**Exercise requirements:**
Show all lines below holding the string "Disconnected".

___ Provided entries ___

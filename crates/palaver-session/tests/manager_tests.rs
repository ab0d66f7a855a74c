// SPDX-FileCopyrightText: 2026 Palaver Contributors
// SPDX-License-Identifier: MIT OR Apache-2.0

//! Session manager lifecycle tests against temp SQLite and the mock client.

use std::sync::Arc;
use std::time::Duration;

use async_trait::async_trait;
use palaver_core::auth::{CREDS_CATEGORY, CREDS_KEY};
use palaver_core::protocol::{BatchKind, DisconnectCause, MessageBatch, ProtocolEvent, WireMessage};
use palaver_core::types::StatusUpdate;
use palaver_core::{ProtocolHandle, SessionStatus, StorageAdapter};
use palaver_session::machine::{MAX_RECONNECTS_MESSAGE, QR_TIMEOUT_MESSAGE};
use palaver_session::{
    ConnectionPolicy, ManagerSettings, MessageEventHandler, ObserverEvent, ObserverHub,
    SessionManager,
};
use palaver_test_utils::{seed_device, temp_storage, wait_until, MockProtocolFactory};
use serde_json::json;
use tempfile::TempDir;
use tokio::sync::{mpsc, Mutex};

const WAIT: Duration = Duration::from_secs(3);

fn fast_settings() -> ManagerSettings {
    ManagerSettings {
        policy: ConnectionPolicy {
            max_qr_attempts: 3,
            max_reconnect_attempts: 10,
            backoff_base: Duration::from_millis(10),
            backoff_max: Duration::from_millis(40),
            restart_delay: Duration::from_millis(10),
        },
        settle_delay: Duration::from_millis(5),
        lock_release_delay: Duration::from_millis(5),
    }
}

struct Fixture {
    manager: SessionManager,
    factory: Arc<MockProtocolFactory>,
    storage: Arc<dyn StorageAdapter>,
    _dir: TempDir,
}

async fn fixture_with(settings: ManagerSettings) -> Fixture {
    let (storage, dir) = temp_storage().await;
    let factory = Arc::new(MockProtocolFactory::new());
    let manager = SessionManager::new(
        storage.clone(),
        factory.clone(),
        Arc::new(ObserverHub::default()),
        settings,
    );
    Fixture {
        manager,
        factory,
        storage,
        _dir: dir,
    }
}

async fn fixture() -> Fixture {
    fixture_with(fast_settings()).await
}

/// Wait until `status` is persisted; effects of the transition have run by then.
async fn wait_for_status(f: &Fixture, session_id: &str, status: SessionStatus) -> bool {
    wait_until(WAIT, move || async move {
        let persisted = f
            .storage
            .get_device(session_id)
            .await
            .ok()
            .flatten()
            .map(|d| d.status);
        persisted == Some(status) && f.manager.status(session_id) == Some(status)
    })
    .await
}

async fn wait_for_connects(f: &Fixture, session_id: &str, count: usize) -> bool {
    wait_until(WAIT, move || async move {
        f.factory.connect_count(session_id).await >= count
    })
    .await
}

fn drain(rx: &mut mpsc::Receiver<ObserverEvent>) -> Vec<ObserverEvent> {
    let mut events = Vec::new();
    while let Ok(event) = rx.try_recv() {
        events.push(event);
    }
    events
}

#[tokio::test]
async fn pairing_then_open_connects_and_records_number() {
    let f = fixture().await;
    seed_device(&f.storage, "s1").await;
    let mut rx = f.manager.subscribe("s1");

    f.manager.start_session("s1").await.unwrap();
    let conn = f.factory.last_connection("s1").await.unwrap();
    conn.emit(ProtocolEvent::Qr { code: "qr-1".into() }).await;
    conn.emit(ProtocolEvent::Open {
        own_jid: Some("15551234567:4@s.whatsapp.net".into()),
    })
    .await;

    assert!(wait_for_status(&f, "s1", SessionStatus::Connected).await);
    let device = f.storage.get_device("s1").await.unwrap().unwrap();
    assert_eq!(device.status, SessionStatus::Connected);
    assert_eq!(device.phone_number.as_deref(), Some("15551234567"));
    assert!(device.last_connected_at.is_some());
    assert!(device.last_error.is_none());

    let events = drain(&mut rx);
    assert!(events.iter().any(|e| matches!(
        e,
        ObserverEvent::Qr { code, attempt: 1, .. } if code == "qr-1"
    )));
    assert!(events.iter().any(|e| matches!(
        e,
        ObserverEvent::Status { status: SessionStatus::Connected, .. }
    )));
}

#[tokio::test]
async fn three_qr_events_end_in_terminal_error() {
    let f = fixture().await;
    seed_device(&f.storage, "s1").await;
    let mut rx = f.manager.subscribe("s1");
    f.manager.start_session("s1").await.unwrap();
    let conn = f.factory.last_connection("s1").await.unwrap();

    conn.auth.creds.replace(json!({"noiseKey": "abc"})).await;
    conn.emit(ProtocolEvent::CredentialsUpdated).await;
    for code in ["q1", "q2", "q3"] {
        conn.emit(ProtocolEvent::Qr { code: code.into() }).await;
    }

    assert!(wait_for_status(&f, "s1", SessionStatus::Error).await);
    let device = f.storage.get_device("s1").await.unwrap().unwrap();
    assert_eq!(device.last_error.as_deref(), Some(QR_TIMEOUT_MESSAGE));
    assert!(conn.handle.is_ended());

    let creds = f
        .storage
        .auth_get("s1", CREDS_CATEGORY, &[CREDS_KEY.to_string()])
        .await
        .unwrap();
    assert!(creds.is_empty(), "credentials are wiped");

    // Nothing happens until a manual restart.
    conn.emit(ProtocolEvent::Qr { code: "q4".into() }).await;
    tokio::time::sleep(Duration::from_millis(50)).await;
    assert_eq!(f.manager.status("s1"), Some(SessionStatus::Error));
    assert_eq!(f.factory.connect_count("s1").await, 1);

    let qr_count = drain(&mut rx)
        .iter()
        .filter(|e| matches!(e, ObserverEvent::Qr { .. }))
        .count();
    assert_eq!(qr_count, 2, "the terminal QR is not published");

    assert!(f.manager.start_session("s1").await.is_err());
    f.manager.restart_session("s1").await.unwrap();
    assert_eq!(f.factory.connect_count("s1").await, 2);
    assert_eq!(f.manager.snapshot("s1").unwrap().counters.qr_attempts, 0);
}

#[tokio::test]
async fn restart_required_reconnects_without_counting() {
    let f = fixture().await;
    seed_device(&f.storage, "s1").await;
    let mut rx = f.manager.subscribe("s1");
    f.manager.start_session("s1").await.unwrap();
    let first = f.factory.last_connection("s1").await.unwrap();
    first.emit(ProtocolEvent::Open { own_jid: None }).await;
    assert!(wait_for_status(&f, "s1", SessionStatus::Connected).await);

    first
        .emit(ProtocolEvent::Close {
            cause: DisconnectCause::RestartRequired,
            message: None,
        })
        .await;
    assert!(wait_for_connects(&f, "s1", 2).await);

    let second = f.factory.last_connection("s1").await.unwrap();
    assert!(first.handle.is_ended());
    assert_eq!(f.factory.live_handles("s1").await, 1);
    assert!(f.factory.evictions("s1") >= 1);

    second.emit(ProtocolEvent::Open { own_jid: None }).await;
    assert!(wait_for_status(&f, "s1", SessionStatus::Connected).await);
    assert_eq!(f.manager.snapshot("s1").unwrap().counters.reconnect_attempts, 0);

    let reconnecting = drain(&mut rx).into_iter().find_map(|e| match e {
        ObserverEvent::Status {
            status: SessionStatus::Reconnecting,
            attempt,
            delay_ms,
            ..
        } => Some((attempt, delay_ms)),
        _ => None,
    });
    assert_eq!(reconnecting, Some((Some(0), Some(10))));
}

#[tokio::test]
async fn failed_reconnects_escalate_to_error() {
    let mut settings = fast_settings();
    settings.policy.max_reconnect_attempts = 2;
    let f = fixture_with(settings).await;
    seed_device(&f.storage, "s1").await;
    f.manager.start_session("s1").await.unwrap();
    let conn = f.factory.last_connection("s1").await.unwrap();
    conn.emit(ProtocolEvent::Open { own_jid: None }).await;
    assert!(wait_for_status(&f, "s1", SessionStatus::Connected).await);

    f.factory.fail_next_connects(10);
    conn.emit(ProtocolEvent::Close {
        cause: DisconnectCause::ConnectionLost,
        message: None,
    })
    .await;

    assert!(wait_for_status(&f, "s1", SessionStatus::Error).await);
    let device = f.storage.get_device("s1").await.unwrap().unwrap();
    assert_eq!(device.last_error.as_deref(), Some(MAX_RECONNECTS_MESSAGE));
    assert_eq!(f.factory.live_handles("s1").await, 0);

    tokio::time::sleep(Duration::from_millis(100)).await;
    assert_eq!(f.manager.status("s1"), Some(SessionStatus::Error));
    assert!(!f.manager.snapshot("s1").unwrap().reconnecting);
}

#[tokio::test]
async fn stop_session_disconnects_for_good() {
    let f = fixture().await;
    seed_device(&f.storage, "s1").await;
    f.manager.start_session("s1").await.unwrap();
    let conn = f.factory.last_connection("s1").await.unwrap();
    conn.emit(ProtocolEvent::Open { own_jid: None }).await;
    assert!(wait_for_status(&f, "s1", SessionStatus::Connected).await);

    f.manager.stop_session("s1").await.unwrap();
    assert_eq!(f.manager.status("s1"), Some(SessionStatus::Disconnected));
    assert!(conn.handle.is_ended());
    assert!(!conn.handle.is_logged_out());

    conn.emit(ProtocolEvent::Close {
        cause: DisconnectCause::ConnectionLost,
        message: None,
    })
    .await;
    tokio::time::sleep(Duration::from_millis(60)).await;
    assert_eq!(f.factory.connect_count("s1").await, 1);
    let device = f.storage.get_device("s1").await.unwrap().unwrap();
    assert_eq!(device.status, SessionStatus::Disconnected);
    assert!(f.manager.current_handle("s1").is_err());
}

#[tokio::test]
async fn concurrent_starts_build_exactly_one_handle() {
    let f = fixture().await;
    seed_device(&f.storage, "s1").await;
    f.factory.set_connect_delay(Duration::from_millis(30));

    let (a, b) = tokio::join!(f.manager.start_session("s1"), f.manager.start_session("s1"));
    a.unwrap();
    b.unwrap();

    assert_eq!(f.factory.connect_count("s1").await, 1);
    assert_eq!(f.factory.peak_live_handles("s1"), 1);
    assert_eq!(f.factory.live_handles("s1").await, 1);
    assert!(f.manager.current_handle("s1").is_ok());
    assert!(!f.manager.snapshot("s1").unwrap().opening);
}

___

**Result of the exercise:**
    assert_eq!(f.manager.status("s1"), Some(SessionStatus::Disconnected));
    assert_eq!(device.status, SessionStatus::Disconnected);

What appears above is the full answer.